Intel's IP cores were used in the experiments and the corresponding simulations were provided, and the specific hardware and software platforms are shown in the following table.

Platform
FPGA EP4CE15
MCU STM32F407
Software
Quartus (IP) 18.1.1 Standard

1. Catalog structure

There are files that can't be found that aren't done yet.

FPGA_MCU_SPI_COM
├── LICENSE
├── README.assert                   // mage in README
├── README.md
├── essential                       // essential part
│   ├── alt_ip                      // IP cores used
│   ├── Inst_pars                   // Instruction parsing method
│   │   ├── RTL                     // RTL implementation
│   │   ├── mcu_driver              // Drivers
│   │   └── sim
│   │       ├── modelsim_prj
│   │       │   ├── run.do          // Simulation run scripts
│   │       │   └── wave.do         // Wave Scripts
│   │       ├── run.bat             // Startup script
│   │       └── tb_main.v
│   └── sram_like                   // ram-like method
│      ├─sim
│      ├─fsmc
│      │  ├─mcu_driver
│      │  └─RTL
│      └─spi
│          ├─mcu_driver
│          └─RTL
└── simpleDSP                       // todo

2. spi interface

2.1. SPI

The SPI module implements the slave mode of spi and only supports mode 0,namely, rising-edge sampling falling-edge switching。By sampling signals such as scl and sel, the rising and falling edges of these signals are judged and the corresponding actions are taken, so the maximum frequency of scl is constrained by clk. For example, if clk takes 50M, the frequency of scl cannot exceed 25M. Since it is only a slave, the FPGA side does not have the ability to initiate transmission to the MCU, when the MCU needs to read data, it needs to send null data to generate the scl clock, and then the data to be read can only appears on the sdo line(FPGA-side, corresponding to MCU-side sdi line).
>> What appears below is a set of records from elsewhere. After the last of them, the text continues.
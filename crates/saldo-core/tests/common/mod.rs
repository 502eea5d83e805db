use std::sync::Mutex;

use saldo_core::{CoreError, LedgerStore};
use saldo_domain::Ledger;
use serde_json::json;
use wiremock::matchers::{method, path};
use wiremock::{Mock, MockServer, ResponseTemplate};

/// In-memory ledger store so pipeline tests can inspect the result
/// without touching the filesystem.
pub struct MemoryLedgerStore {
    ledger: Mutex<Ledger>,
}

impl MemoryLedgerStore {
    pub fn new(ledger: Ledger) -> Self {
        Self {
            ledger: Mutex::new(ledger),
        }
    }

    pub fn snapshot(&self) -> Ledger {
        self.ledger.lock().unwrap().clone()
    }
}

impl LedgerStore for MemoryLedgerStore {
    fn load(&self) -> Result<Ledger, CoreError> {
        Ok(self.ledger.lock().unwrap().clone())
    }

    fn save(&self, ledger: &Ledger) -> Result<(), CoreError> {
        *self.ledger.lock().unwrap() = ledger.clone();
        Ok(())
    }
}

/// Mounts a permissive token endpoint; individual tests add their own
/// expectations when call counts matter.
pub async fn mount_token_endpoint(server: &MockServer) {
    Mock::given(method("POST"))
        .and(path("/token/new/"))
        .respond_with(ResponseTemplate::new(200).set_body_json(json!({
            "access": "tok-1",
            "access_expires": 86400,
        })))
        .mount(server)
        .await;
}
The ​Data_begin and Data_end signals are used as the start and end flags for communication, and they are also valid flags for Din and Dout port data. Before Data_begin is pulled low, the Din port should be ready for data, otherwise the Din data cannot be loaded by the SPI module in time and the sdo cannot be output correctly. Similarly, the Dout port data should not be read before data_end is pulled high.

2.2. ram-like

2.2.1. general schema

  • spi interface module (spi_if)

    • Parses incoming spi protocols
    • Provide uniform read/write interfaces backward (addr, wdata, rdata, wen, ren)
  • User registers interface module (user_regs_if)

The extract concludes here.